◆ Available data ◆
* * * *

//! Defines a `Pedigree`, the family tree whose mother/father links form the structure of the
//! inheritance network.
//!
//! Each person contributes two random variables to the network: a gene count in `{0, 1, 2}` and a
//! boolean trait. Some people carry an observed trait value, which acts as evidence during
//! inference.

use crate::assignment::Assignments;
use crate::util::{HeredityError, MalformedPedigree, Result};

use indexmap::IndexMap;

/// Subsets of people are held in 64-bit masks during enumeration.
pub const MAX_PEOPLE: usize = 63;


/// A person as it arrives from an input source, before parent identifiers are resolved.
#[derive(Clone, Debug, Default, PartialEq, Eq)]
pub struct PersonRecord {

    /// Identifier of the mother, if recorded
    pub mother: Option<String>,

    /// Identifier of the father, if recorded
    pub father: Option<String>,

    /// The observed trait, or `None` when unknown
    pub observed_trait: Option<bool>

}

impl PersonRecord {

    /// A record with no parents
    pub fn founder(observed_trait: Option<bool>) -> Self {
        PersonRecord { mother: None, father: None, observed_trait }
    }

    /// A record with both parents
    pub fn child(mother: &str, father: &str, observed_trait: Option<bool>) -> Self {
        PersonRecord {
            mother: Some(String::from(mother)),
            father: Some(String::from(father)),
            observed_trait
        }
    }
}


/// A validated member of a `Pedigree`. Parents are held as indices into the owning `Pedigree`.
#[derive(Clone, Debug, PartialEq, Eq)]
pub struct Person {
    name: String,
    parents: Option<(usize, usize)>,
    observed_trait: Option<bool>
}

impl Person {

    /// The identifier of this person
    pub fn name(&self) -> &str {
        &self.name
    }

    /// Indices of `(mother, father)`, or `None` for a founder
    pub fn parents(&self) -> Option<(usize, usize)> {
        self.parents
    }

    /// The observed trait, or `None` when unknown
    pub fn observed_trait(&self) -> Option<bool> {
        self.observed_trait
    }

    /// `true` if this person has no recorded parents
    pub fn is_founder(&self) -> bool {
        self.parents.is_none()
    }
}


/// A validated, immutable family tree.
///
/// # Representation
/// People are held in insertion order. A person's position in that order is its index, which is
/// how `Assignment`s, parent links, and accumulated totals refer to it.
///
/// # Invariants
/// * every person has both parents or neither
/// * every parent index refers to a person in the same `Pedigree`
/// * no person is their own ancestor
/// * at most `MAX_PEOPLE` people
#[derive(Clone, Debug, Default, PartialEq, Eq)]
pub struct Pedigree {
    people: IndexMap<String, Person>
}

impl Pedigree {

    /// Build a `Pedigree` from `(identifier, record)` pairs.
    ///
    /// # Errors
    /// * `HeredityError::MalformedPedigree` if the records violate a structural invariant
    /// * `HeredityError::TooManyPeople` if there are more than `MAX_PEOPLE` records
    pub fn from_records<I, S>(records: I) -> Result<Self>
        where I: IntoIterator<Item = (S, PersonRecord)>,
              S: Into<String>
    {
        records.into_iter()
               .fold(PedigreeBuilder::new(), |builder, (name, record)| builder.with_record(name, record))
               .build()
    }

    /// Number of people in the pedigree
    pub fn len(&self) -> usize {
        self.people.len()
    }

    pub fn is_empty(&self) -> bool {
        self.people.is_empty()
    }

    /// The people of the pedigree, in index order
    pub fn people(&self) -> impl Iterator<Item = &Person> + '_ {
        self.people.values()
    }

    /// Look up a person by identifier
    pub fn person(&self, name: &str) -> Option<&Person> {
        self.people.get(name)
    }

    /// Look up the index of a person by identifier
    pub fn index_of(&self, name: &str) -> Option<usize> {
        self.people.get_index_of(name)
    }

    /// Look up the identifier of the person at `index`.
    ///
    /// # Panics
    /// Panics if `index` is out of bounds.
    pub fn name(&self, index: usize) -> &str {
        &self.people[index].name
    }

    /// Parent indices of the person at `index`.
    ///
    /// # Panics
    /// Panics if `index` is out of bounds.
    pub fn parents(&self, index: usize) -> Option<(usize, usize)> {
        self.people[index].parents
    }

    /// Observed trait of the person at `index`.
    ///
    /// # Panics
    /// Panics if `index` is out of bounds.
    pub fn observed_trait(&self, index: usize) -> Option<bool> {
        self.people[index].observed_trait
    }

    /// A fresh enumeration of every `Assignment` consistent with the observed traits. Each call
    /// starts over from the beginning.
    pub fn assignments(&self) -> Assignments {
        Assignments::new(self)
    }

    /// The number of assignments `assignments()` produces: `3^n` gene partitions for each of the
    /// `2^u` trait subsets, where `u` is the number of people with an unobserved trait.
    ///
    /// # Returns
    /// the count, or `None` if it does not fit in a `u64`
    pub fn assignment_count(&self) -> Option<u64> {
        let unobserved = self.people().filter(|p| p.observed_trait.is_none()).count() as u32;
        3u64.checked_pow(self.len() as u32)?
            .checked_mul(1u64.checked_shl(unobserved)?)
    }

    /// Masks of `(people with an observed trait, people observed to have the trait)`
    pub(crate) fn evidence_masks(&self) -> (u64, u64) {
        self.people().enumerate().fold((0, 0), |(observed, present), (i, person)| {
            match person.observed_trait {
                Some(true) => (observed | 1 << i, present | 1 << i),
                Some(false) => (observed | 1 << i, present),
                None => (observed, present)
            }
        })
    }
}


/// An implementation of the [builder pattern] for creating a `Pedigree`.
///
/// People may be added in any order; parent references are resolved and validated by `build`.
/// The first structural error encountered is held and returned from `build`.
///
/// [builder pattern]: https://en.wikipedia.org/wiki/Builder_pattern
#[derive(Debug, Default)]
pub struct PedigreeBuilder {

    /// The unresolved records, in insertion order
    records: IndexMap<String, PersonRecord>,

    /// The error state of the builder
    err: Option<MalformedPedigree>

}

impl PedigreeBuilder {

    /// Construct a new `PedigreeBuilder` representing an empty `Pedigree`
    pub fn new() -> Self {
        PedigreeBuilder { records: IndexMap::new(), err: None }
    }

    /// Add a person with no parents
    pub fn with_founder(self, name: &str, observed_trait: Option<bool>) -> Self {
        self.with_record(name, PersonRecord::founder(observed_trait))
    }

    /// Add a person with both parents
    pub fn with_child(self, name: &str, mother: &str, father: &str, observed_trait: Option<bool>) -> Self {
        self.with_record(name, PersonRecord::child(mother, father, observed_trait))
    }

    /// Add a person exactly as read from an input source, where either parent may be missing.
    pub fn with_person(
        self,
        name: &str,
        mother: Option<&str>,
        father: Option<&str>,
        observed_trait: Option<bool>
    ) -> Self {
        let record = PersonRecord {
            mother: mother.map(String::from),
            father: father.map(String::from),
            observed_trait
        };
        self.with_record(name, record)
    }

    /// Add a person from a `PersonRecord`
    pub fn with_record<S: Into<String>>(mut self, name: S, record: PersonRecord) -> Self {
        if self.err.is_some() {
            return self;
        }

        let name = name.into();
        if self.records.contains_key(&name) {
            self.err = Some(MalformedPedigree::DuplicatePerson(name));
        } else {
            self.records.insert(name, record);
        }

        self
    }

    /// Complete building the pedigree.
    ///
    /// # Returns
    /// the validated `Pedigree`, or the first error found
    ///
    /// # Errors
    /// * `MalformedPedigree::DuplicatePerson` if an identifier was added twice
    /// * `MalformedPedigree::SingleParent` if a person has exactly one parent
    /// * `MalformedPedigree::UnknownParent` if a parent is not in the pedigree
    /// * `MalformedPedigree::AncestorCycle` if a person is their own ancestor
    /// * `HeredityError::TooManyPeople` if there are more than `MAX_PEOPLE` people
    pub fn build(self) -> Result<Pedigree> {
        if let Some(e) = self.err {
            return Err(e.into());
        }

        if self.records.len() > MAX_PEOPLE {
            return Err(HeredityError::TooManyPeople { count: self.records.len(), max: MAX_PEOPLE });
        }

        ///////////////////////////////////////////////////////////////////////
        // 1) Resolve parent identifiers to indices
        let mut parents = Vec::with_capacity(self.records.len());
        for (name, record) in self.records.iter() {
            let resolved = match (&record.mother, &record.father) {
                (None, None) => None,
                (Some(mother), Some(father)) => {
                    Some((self.resolve(name, mother)?, self.resolve(name, father)?))
                },
                _ => return Err(MalformedPedigree::SingleParent(name.clone()).into())
            };
            parents.push(resolved);
        }

        ///////////////////////////////////////////////////////////////////////
        // 2) Reject ancestor cycles
        if let Some(cycle) = find_cycle(&parents) {
            let names = cycle.into_iter()
                             .filter_map(|i| self.records.get_index(i).map(|(n, _)| n.clone()))
                             .collect();
            return Err(MalformedPedigree::AncestorCycle(names).into());
        }

        ///////////////////////////////////////////////////////////////////////
        // 3) Assemble
        let people = self.records
                         .into_iter()
                         .zip(parents)
                         .map(|((name, record), parents)| {
                             let person = Person {
                                 name: name.clone(),
                                 parents,
                                 observed_trait: record.observed_trait
                             };
                             (name, person)
                         })
                         .collect();

        Ok(Pedigree { people })
    }

    fn resolve(&self, person: &str, parent: &str) -> Result<usize> {
        self.records.get_index_of(parent).ok_or_else(|| {
            MalformedPedigree::UnknownParent {
                person: String::from(person),
                parent: String::from(parent)
            }.into()
        })
    }
}


#[derive(Clone, Copy, PartialEq, Eq)]
enum Mark {
    Unvisited,
    InProgress,
    Done
}

/// Depth-first search along parent links.
///
/// # Returns
/// the indices along the first cycle found, starting and ending with the same person
fn find_cycle(parents: &[Option<(usize, usize)>]) -> Option<Vec<usize>> {
    let mut marks = vec![Mark::Unvisited; parents.len()];
    let mut path = Vec::new();

    (0..parents.len()).find_map(|start| visit(start, parents, &mut marks, &mut path))
}

fn visit(
    node: usize,
    parents: &[Option<(usize, usize)>],
    marks: &mut [Mark],
    path: &mut Vec<usize>
) -> Option<Vec<usize>> {
    match marks[node] {
        Mark::Done => return None,
        Mark::InProgress => {
            // node is on the current path, so the path from node back to itself is a cycle
            let from = path.iter().position(|&p| p == node)?;
            let mut cycle = path[from..].to_vec();
            cycle.push(node);
            return Some(cycle);
        },
        Mark::Unvisited => ()
    }

    marks[node] = Mark::InProgress;
    path.push(node);

    if let Some((mother, father)) = parents[node] {
        for parent in [mother, father] {
            if let Some(cycle) = visit(parent, parents, marks, path) {
                return Some(cycle);
            }
        }
    }

    path.pop();
    marks[node] = Mark::Done;
    None
}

* * * *

◆ What to do ◆
Of the lines above, count those containing the word "position", and give the number by itself.

◆ Answer area ◆
2